▶ _EXERCISE PROMPT_:
Copy out exactly the stretch of the listing below that begins at the line containing "let dx = p2.x - p1.x;" and ends at the line containing "#[cfg(test)]", and copy nothing outside it.

▶ _INPUT DATA_:

:::

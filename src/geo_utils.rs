//! # Geographic Utilities
//!
//! Local flat-earth projection and the planar helpers built on it.
//!
//! Every distance in this crate is measured on the projected plane, so these
//! functions are the single source of geometry for routes, notifications and
//! pings alike.
//!
//! ## Overview
//!
//! | Function | Description |
//! |----------|-------------|
//! | [`flat`] | Project latitude/longitude (degrees) onto a local plane (meters) |
//! | [`unflat`] | Exact inverse of [`flat`] |
//! | [`distance`] | Euclidean distance between two projected coordinates |
//! | [`resample`] | Evenly spaced points between two projected coordinates |
//!
//! ## Example
//!
//! ```rust
//! use route_notifier::geo_utils;
//!
//! let a = geo_utils::flat(51.5000, -0.1278);
//! let b = geo_utils::flat(51.5010, -0.1278);
//!
//! // ~111 m between the two points
//! let d = geo_utils::distance(a, b);
//! assert!((d - 111.2).abs() < 1.0);
//!
//! let points = geo_utils::resample(a, b, 10.0).unwrap();
//! assert_eq!(points.first(), Some(&a));
//! assert_eq!(points.last(), Some(&b));
//! ```
//!
//! ## Algorithm Notes
//!
//! ### Equirectangular projection
//!
//! `y = lat * R` and `x = lng * cos(lat) * R` with angles in radians and
//! `R = 6_371_008 m` (mean Earth radius). The scale of `x` depends on the
//! point's own latitude, which keeps [`unflat`] an exact algebraic inverse.
//! Accuracy degrades with distance from the route, which is acceptable for
//! the short spans between consecutive pings and route points.

use geo::{Coord, Distance, Euclidean, Point};
use log::debug;

use crate::error::{GeoError, Result};

/// Mean Earth radius in meters.
pub const EARTH_RADIUS_M: f64 = 6_371_008.0;

/// Upper bound on pieces a single segment may be split into.
pub const MAX_SEGMENTS: usize = 1 << 24;

// =============================================================================
// Projection
// =============================================================================

/// Project a latitude/longitude pair (degrees) onto the local plane.
///
/// Returns planar coordinates in meters with `x` pointing east and `y` north.
#[inline]
pub fn flat(lat: f64, lng: f64) -> Coord {
    let r_lat = lat.to_radians();
    let r_lng = lng.to_radians();
    Coord {
        x: r_lng * r_lat.cos() * EARTH_RADIUS_M,
        y: r_lat * EARTH_RADIUS_M,
    }
}

/// Inverse of [`flat`]: planar coordinates (meters) back to `(lat, lng)` degrees.
#[inline]
pub fn unflat(xy: Coord) -> (f64, f64) {
    let r_lat = xy.y / EARTH_RADIUS_M;
    let r_lng = xy.x / (EARTH_RADIUS_M * r_lat.cos());
    (r_lat.to_degrees(), r_lng.to_degrees())
}

// =============================================================================
// Distance
// =============================================================================

/// Planar Euclidean distance between two projected coordinates, in meters.
///
/// Only meaningful for short spans near the route.
#[inline]
pub fn distance(a: Coord, b: Coord) -> f64 {
    Euclidean::distance(Point::from(a), Point::from(b))
}

// =============================================================================
// Resampling
// =============================================================================

/// Resample the straight segment `p1 -> p2` at roughly `segment_length` meters.
///
/// Both endpoints are included and preserved exactly. When the two points
/// are no further apart than `segment_length` the result is `[p1, p2]`.
/// Otherwise the segment is cut into `floor(d / segment_length) + 1` equal
/// pieces, stepping along whichever axis has the larger span and deriving
/// the other coordinate from the slope.
///
/// # Errors
///
/// [`GeoError::InvalidConfig`] if `segment_length` is not a positive finite
/// number or too small to split the span, [`GeoError::DegenerateSegment`] if
/// the span is not finite or the chosen axis has zero span.
///
/// # Example
///
/// ```rust
/// use geo::Coord;
/// use route_notifier::geo_utils::resample;
///
/// let p1 = Coord { x: 0.0, y: 0.0 };
/// let p2 = Coord { x: 0.0, y: 100.0 };
/// let points = resample(p1, p2, 10.0).unwrap();
///
/// // floor(100 / 10) + 1 = 11 pieces, 12 points
/// assert_eq!(points.len(), 12);
/// ```
pub fn resample(p1: Coord, p2: Coord, segment_length: f64) -> Result<Vec<Coord>> {
    let span = distance(p1, p2);
    debug!("resampling segment of {:.2}m at {:.2}m", span, segment_length);

    if !(segment_length.is_finite() && segment_length > 0.0) {
        return Err(GeoError::InvalidConfig(format!(
            "segment length must be positive, got {}",
            segment_length
        )));
    }
    if !span.is_finite() {
        return Err(GeoError::DegenerateSegment);
    }
    if span <= segment_length {
        return Ok(vec![p1, p2]);
    }

    let pieces = (span / segment_length).floor();
    if pieces >= MAX_SEGMENTS as f64 {
        return Err(GeoError::InvalidConfig(format!(
            "{:.2}m segments split a {:.2}m span into too many pieces",
            segment_length, span
        )));
    }
    let segment_quantity = pieces as usize + 1;
    let dx = p2.x - p1.x;
    let dy = p2.y - p1.y;

    let mut points = Vec::with_capacity(segment_quantity + 1);
    points.push(p1);

    if dx.abs() <= dy.abs() {
        if dy == 0.0 {
            return Err(GeoError::DegenerateSegment);
        }
        let step = dy / segment_quantity as f64;
        let slope = dx / dy;
        for i in 1..segment_quantity {
            let y = p1.y + step * i as f64;
            points.push(Coord { x: p1.x + slope * (y - p1.y), y });
        }
    } else {
        if dx == 0.0 {
            return Err(GeoError::DegenerateSegment);
        }
        let step = dx / segment_quantity as f64;
        let slope = dy / dx;
        for i in 1..segment_quantity {
            let x = p1.x + step * i as f64;
            points.push(Coord { x, y: p1.y + slope * (x - p1.x) });
        }
    }

    points.push(p2);
    Ok(points)
}

// =============================================================================
// Unit Tests
// =============================================================================

#[cfg(test)]
mod tests {
    use super::*;

    fn approx_eq(a: f64, b: f64, epsilon: f64) -> bool {
        (a - b).abs() < epsilon
    }

    #[test]
    fn test_flat_origin() {
        let xy = flat(0.0, 0.0);
        assert_eq!(xy.x, 0.0);
        assert_eq!(xy.y, 0.0);
    }

    #[test]
    fn test_flat_one_degree_latitude() {
        // One degree of latitude is R * pi / 180 ~ 111.2 km
        let xy = flat(1.0, 0.0);
        assert!(approx_eq(xy.y, 111_195.0, 1.0));
        assert_eq!(xy.x, 0.0);
    }

    #[test]
    fn test_flat_unflat_round_trip() {
        for &(lat, lng) in &[
            (51.5074, -0.1278),
            (-33.8688, 151.2093),
            (84.9, 179.9),
            (-84.9, -179.9),
            (0.0001, 0.0001),
        ] {
            let (back_lat, back_lng) = unflat(flat(lat, lng));
            assert!(approx_eq(back_lat, lat, 1e-9), "lat {} -> {}", lat, back_lat);
            assert!(approx_eq(back_lng, lng, 1e-9), "lng {} -> {}", lng, back_lng);
        }
    }

    #[test]
    fn test_distance_pythagoras() {
        let a = Coord { x: 0.0, y: 0.0 };
        let b = Coord { x: 3.0, y: 4.0 };
        assert!(approx_eq(distance(a, b), 5.0, 1e-12));
        assert_eq!(distance(a, a), 0.0);
    }

    #[test]
    fn test_resample_short_segment() {
        let a = Coord { x: 0.0, y: 0.0 };
        let b = Coord { x: 3.0, y: 4.0 };
        assert_eq!(resample(a, b, 10.0).unwrap(), vec![a, b]);
    }

    #[test]
    fn test_resample_same_point() {
        let a = Coord { x: 10.0, y: 10.0 };
        assert_eq!(resample(a, a, 10.0).unwrap(), vec![a, a]);
    }

    #[test]
    fn test_resample_even_spacing() {
        let a = Coord { x: 0.0, y: 0.0 };
        let b = Coord { x: 95.0, y: 0.0 };
        let points = resample(a, b, 10.0).unwrap();

        // floor(9.5) + 1 = 10 pieces
        assert_eq!(points.len(), 11);
        for w in points.windows(2) {
            assert!(approx_eq(distance(w[0], w[1]), 9.5, 1e-9));
        }
        assert_eq!(points[0], a);
        assert_eq!(points[10], b);
    }

    #[test]
    fn test_resample_diagonal_uses_major_axis() {
        let a = Coord { x: 10.0, y: -5.0 };
        let b = Coord { x: 13.0, y: -105.0 };
        let points = resample(a, b, 10.0).unwrap();
        let expected_step = distance(a, b) / (points.len() - 1) as f64;

        for w in points.windows(2) {
            assert!(w[1].y < w[0].y);
            assert!(approx_eq(distance(w[0], w[1]), expected_step, 1e-9));
        }
        assert_eq!(*points.last().unwrap(), b);
    }

    #[test]
    fn test_resample_non_finite() {
        let a = Coord { x: 0.0, y: 0.0 };
        let b = Coord { x: f64::INFINITY, y: 0.0 };
        assert!(matches!(resample(a, b, 10.0), Err(GeoError::DegenerateSegment)));
    }

    #[test]
    fn test_resample_rejects_bad_segment_length() {
        let a = Coord { x: 0.0, y: 0.0 };
        let b = Coord { x: 0.0, y: 100.0 };
        for length in [0.0, -10.0, f64::NAN, f64::INFINITY, 1e-12] {
            assert!(
                matches!(resample(a, b, length), Err(GeoError::InvalidConfig(_))),
                "segment length {} accepted",
                length
            );
        }
    }
}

:::

▶ _TASK OUTPUT_:
    let dx = p2.x - p1.x;
    let dy = p2.y - p1.y;

    let mut points = Vec::with_capacity(segment_quantity + 1);
    points.push(p1);

    if dx.abs() <= dy.abs() {
        if dy == 0.0 {
            return Err(GeoError::DegenerateSegment);
        }
        let step = dy / segment_quantity as f64;
        let slope = dx / dy;
        for i in 1..segment_quantity {
            let y = p1.y + step * i as f64;
            points.push(Coord { x: p1.x + slope * (y - p1.y), y });
        }
    } else {
        if dx == 0.0 {
            return Err(GeoError::DegenerateSegment);
        }
        let step = dx / segment_quantity as f64;
        let slope = dy / dx;
        for i in 1..segment_quantity {
            let x = p1.x + step * i as f64;
            points.push(Coord { x, y: p1.y + slope * (x - p1.x) });
        }
    }

    points.push(p2);
    Ok(points)
}

// =============================================================================
// Unit Tests
// =============================================================================

#[cfg(test)]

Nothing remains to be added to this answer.